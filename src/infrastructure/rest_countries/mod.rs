use std::time::Duration;

use async_trait::async_trait;
use reqwest::Client;
use serde_json::Value;

use crate::domain::app_config::AppConfig;
use crate::domain::country::RawCountryRecord;
use crate::domain::error::{AppError, Result};

/// Source of raw country payloads
#[async_trait]
pub trait CountrySource: Send + Sync {
    async fn fetch_all_countries(&self) -> Result<Vec<RawCountryRecord>>;
}

/// REST Countries HTTP client
pub struct RestCountriesClient {
    client: Client,
    url: String,
    fields: Vec<String>,
}

impl RestCountriesClient {
    pub fn new(url: &str, fields: Vec<String>, timeout_secs: u64) -> Result<Self> {
        let client = Client::builder()
            .timeout(Duration::from_secs(timeout_secs))
            .user_agent(concat!("country-stats/", env!("CARGO_PKG_VERSION")))
            .build()
            .map_err(|e| AppError::Internal(format!("Failed to create HTTP client: {}", e)))?;

        Ok(Self::with_client(client, url, fields))
    }

    /// Use a preconfigured HTTP client
    pub fn with_client(client: Client, url: &str, fields: Vec<String>) -> Self {
        Self {
            client,
            url: url.to_string(),
            fields,
        }
    }

    pub fn from_config(config: &AppConfig) -> Result<Self> {
        Self::new(
            &config.source_url,
            config.request_fields.clone(),
            config.timeout_secs,
        )
    }
}

#[async_trait]
impl CountrySource for RestCountriesClient {
    async fn fetch_all_countries(&self) -> Result<Vec<RawCountryRecord>> {
        let mut request = self.client.get(&self.url);
        if !self.fields.is_empty() {
            request = request.query(&[("fields", self.fields.join(","))]);
        }

        tracing::info!(url = %self.url, "Fetching countries");

        let response = request
            .send()
            .await
            .map_err(|e| AppError::NetworkError(format!("Request failed: {}", e)))?;

        if !response.status().is_success() {
            let status = response.status();
            let text = response.text().await.unwrap_or_default();
            return Err(AppError::NetworkError(format!(
                "API error ({}): {}",
                status, text
            )));
        }

        let json: Value = response
            .json()
            .await
            .map_err(|e| AppError::NetworkError(format!("Failed to parse JSON: {}", e)))?;

        match json {
            Value::Array(countries) => {
                tracing::info!(count = countries.len(), "Fetched countries");
                Ok(countries)
            }
            other => Err(AppError::NetworkError(format!(
                "Failed to parse response: expected a JSON array, got {}",
                json_kind(&other)
            ))),
        }
    }
}

fn json_kind(value: &Value) -> &'static str {
    match value {
        Value::Null => "null",
        Value::Bool(_) => "a boolean",
        Value::Number(_) => "a number",
        Value::String(_) => "a string",
        Value::Array(_) => "an array",
        Value::Object(_) => "an object",
    }
}

#[cfg(test)]
mod tests {
    use super::*;
    use std::io::{Read, Write};
    use std::net::TcpListener;

    /// Serve one canned HTTP response on a random local port
    fn serve_once(status: &str, body: &str) -> String {
        let listener = TcpListener::bind("127.0.0.1:0").unwrap();
        let addr = listener.local_addr().unwrap();
        let response = format!(
            "HTTP/1.1 {}\r\nContent-Type: application/json\r\nContent-Length: {}\r\nConnection: close\r\n\r\n{}",
            status,
            body.len(),
            body
        );

        std::thread::spawn(move || {
            if let Ok((mut stream, _)) = listener.accept() {
                let mut request = Vec::new();
                let mut buf = [0u8; 1024];
                while let Ok(n) = stream.read(&mut buf) {
                    if n == 0 {
                        break;
                    }
                    request.extend_from_slice(&buf[..n]);
                    if request.windows(4).any(|w| w == b"\r\n\r\n") {
                        break;
                    }
                }
                let _ = stream.write_all(response.as_bytes());
                let _ = stream.flush();
            }
        });

        format!("http://{}/v3.1/all", addr)
    }

    /// Direct connection; ignores any proxy configured in the environment
    fn local_client(url: &str, fields: Vec<String>) -> RestCountriesClient {
        let client = Client::builder()
            .no_proxy()
            .timeout(Duration::from_secs(5))
            .build()
            .unwrap();
        RestCountriesClient::with_client(client, url, fields)
    }

    #[tokio::test]
    async fn test_fetch_success() {
        let url = serve_once(
            "200 OK",
            r#"[{"name":{"common":"Peru"},"population":33000000},{"name":{"common":"Chile"}}]"#,
        );
        let client = local_client(&url, vec!["name".to_string()]);

        let countries = client.fetch_all_countries().await.unwrap();
        assert_eq!(countries.len(), 2);
        assert_eq!(countries[0]["name"]["common"], "Peru");
    }

    #[tokio::test]
    async fn test_non_success_status() {
        let url = serve_once("500 Internal Server Error", r#"{"message":"boom"}"#);
        let client = local_client(&url, Vec::new());

        let err = client.fetch_all_countries().await.unwrap_err();
        assert!(matches!(err, AppError::NetworkError(msg) if msg.contains("500")));
    }

    #[tokio::test]
    async fn test_malformed_body() {
        let url = serve_once("200 OK", "[{\"name\":");
        let client = local_client(&url, Vec::new());

        let err = client.fetch_all_countries().await.unwrap_err();
        assert!(matches!(err, AppError::NetworkError(msg) if msg.contains("parse")));
    }

    #[tokio::test]
    async fn test_non_array_body() {
        let url = serve_once("200 OK", r#"{"status":404}"#);
        let client = local_client(&url, Vec::new());

        let err = client.fetch_all_countries().await.unwrap_err();
        assert!(matches!(err, AppError::NetworkError(msg) if msg.contains("an object")));
    }

    #[test]
    fn test_client_from_default_config() {
        let client = RestCountriesClient::from_config(&AppConfig::default()).unwrap();
        assert_eq!(client.url, "https://restcountries.com/v3.1/all");
        assert_eq!(client.fields.len(), 7);
    }

    #[tokio::test]
    async fn test_unreachable_host() {
        // Bind then drop to get a port nobody listens on
        let port = TcpListener::bind("127.0.0.1:0")
            .unwrap()
            .local_addr()
            .unwrap()
            .port();
        let url = format!("http://127.0.0.1:{}/v3.1/all", port);
        let client = local_client(&url, Vec::new());

        let err = client.fetch_all_countries().await.unwrap_err();
        assert!(matches!(err, AppError::NetworkError(msg) if msg.contains("Request failed")));
    }
}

· · · · · · ·

TASK DETAILS » An exact repeat of the whole listing above is needed; write it out now.

SOLUTION TO THE EXERCISE »
filename src/infrastructure/rest_countries/mod.rs
use std::time::Duration;

use async_trait::async_trait;
use reqwest::Client;
use serde_json::Value;

use crate::domain::app_config::AppConfig;
use crate::domain::country::RawCountryRecord;
use crate::domain::error::{AppError, Result};

/// Source of raw country payloads
#[async_trait]
pub trait CountrySource: Send + Sync {
    async fn fetch_all_countries(&self) -> Result<Vec<RawCountryRecord>>;
}

/// REST Countries HTTP client
pub struct RestCountriesClient {
    client: Client,
    url: String,
    fields: Vec<String>,
}

impl RestCountriesClient {
    pub fn new(url: &str, fields: Vec<String>, timeout_secs: u64) -> Result<Self> {
        let client = Client::builder()
            .timeout(Duration::from_secs(timeout_secs))
            .user_agent(concat!("country-stats/", env!("CARGO_PKG_VERSION")))
            .build()
            .map_err(|e| AppError::Internal(format!("Failed to create HTTP client: {}", e)))?;

        Ok(Self::with_client(client, url, fields))
    }

    /// Use a preconfigured HTTP client
    pub fn with_client(client: Client, url: &str, fields: Vec<String>) -> Self {
        Self {
            client,
            url: url.to_string(),
            fields,
        }
    }

    pub fn from_config(config: &AppConfig) -> Result<Self> {
        Self::new(
            &config.source_url,
            config.request_fields.clone(),
            config.timeout_secs,
        )
    }
}

#[async_trait]
impl CountrySource for RestCountriesClient {
    async fn fetch_all_countries(&self) -> Result<Vec<RawCountryRecord>> {
        let mut request = self.client.get(&self.url);
        if !self.fields.is_empty() {
            request = request.query(&[("fields", self.fields.join(","))]);
        }

        tracing::info!(url = %self.url, "Fetching countries");

        let response = request
            .send()
            .await
            .map_err(|e| AppError::NetworkError(format!("Request failed: {}", e)))?;

        if !response.status().is_success() {
            let status = response.status();
            let text = response.text().await.unwrap_or_default();
            return Err(AppError::NetworkError(format!(
                "API error ({}): {}",
                status, text
            )));
        }

        let json: Value = response
            .json()
            .await
            .map_err(|e| AppError::NetworkError(format!("Failed to parse JSON: {}", e)))?;

        match json {
            Value::Array(countries) => {
                tracing::info!(count = countries.len(), "Fetched countries");
                Ok(countries)
            }
            other => Err(AppError::NetworkError(format!(
                "Failed to parse response: expected a JSON array, got {}",
                json_kind(&other)
            ))),
        }
    }
}

fn json_kind(value: &Value) -> &'static str {
    match value {
        Value::Null => "null",
        Value::Bool(_) => "a boolean",
        Value::Number(_) => "a number",
        Value::String(_) => "a string",
        Value::Array(_) => "an array",
        Value::Object(_) => "an object",
    }
}

#[cfg(test)]
mod tests {
    use super::*;
    use std::io::{Read, Write};
    use std::net::TcpListener;

    /// Serve one canned HTTP response on a random local port
    fn serve_once(status: &str, body: &str) -> String {
        let listener = TcpListener::bind("127.0.0.1:0").unwrap();
        let addr = listener.local_addr().unwrap();
        let response = format!(
            "HTTP/1.1 {}\r\nContent-Type: application/json\r\nContent-Length: {}\r\nConnection: close\r\n\r\n{}",
            status,
            body.len(),
            body
        );

        std::thread::spawn(move || {
            if let Ok((mut stream, _)) = listener.accept() {
                let mut request = Vec::new();
                let mut buf = [0u8; 1024];
                while let Ok(n) = stream.read(&mut buf) {
                    if n == 0 {
                        break;
                    }
                    request.extend_from_slice(&buf[..n]);
                    if request.windows(4).any(|w| w == b"\r\n\r\n") {
                        break;
                    }
                }
                let _ = stream.write_all(response.as_bytes());
                let _ = stream.flush();
            }
        });

        format!("http://{}/v3.1/all", addr)
    }

    /// Direct connection; ignores any proxy configured in the environment
    fn local_client(url: &str, fields: Vec<String>) -> RestCountriesClient {
        let client = Client::builder()
            .no_proxy()
            .timeout(Duration::from_secs(5))
            .build()
            .unwrap();
        RestCountriesClient::with_client(client, url, fields)
    }

    #[tokio::test]
    async fn test_fetch_success() {
        let url = serve_once(
            "200 OK",
            r#"[{"name":{"common":"Peru"},"population":33000000},{"name":{"common":"Chile"}}]"#,
        );
        let client = local_client(&url, vec!["name".to_string()]);

        let countries = client.fetch_all_countries().await.unwrap();
        assert_eq!(countries.len(), 2);
        assert_eq!(countries[0]["name"]["common"], "Peru");
    }

    #[tokio::test]
    async fn test_non_success_status() {
        let url = serve_once("500 Internal Server Error", r#"{"message":"boom"}"#);
        let client = local_client(&url, Vec::new());

        let err = client.fetch_all_countries().await.unwrap_err();
        assert!(matches!(err, AppError::NetworkError(msg) if msg.contains("500")));
    }

    #[tokio::test]
    async fn test_malformed_body() {
        let url = serve_once("200 OK", "[{\"name\":");
        let client = local_client(&url, Vec::new());

        let err = client.fetch_all_countries().await.unwrap_err();
        assert!(matches!(err, AppError::NetworkError(msg) if msg.contains("parse")));
    }

    #[tokio::test]
    async fn test_non_array_body() {
        let url = serve_once("200 OK", r#"{"status":404}"#);
        let client = local_client(&url, Vec::new());

        let err = client.fetch_all_countries().await.unwrap_err();
        assert!(matches!(err, AppError::NetworkError(msg) if msg.contains("an object")));
    }

    #[test]
    fn test_client_from_default_config() {
        let client = RestCountriesClient::from_config(&AppConfig::default()).unwrap();
        assert_eq!(client.url, "https://restcountries.com/v3.1/all");
        assert_eq!(client.fields.len(), 7);
    }

    #[tokio::test]
    async fn test_unreachable_host() {
        // Bind then drop to get a port nobody listens on
        let port = TcpListener::bind("127.0.0.1:0")
            .unwrap()
            .local_addr()
            .unwrap()
            .port();
        let url = format!("http://127.0.0.1:{}/v3.1/all", port);
        let client = local_client(&url, Vec::new());

        let err = client.fetch_all_countries().await.unwrap_err();
        assert!(matches!(err, AppError::NetworkError(msg) if msg.contains("Request failed")));
    }
}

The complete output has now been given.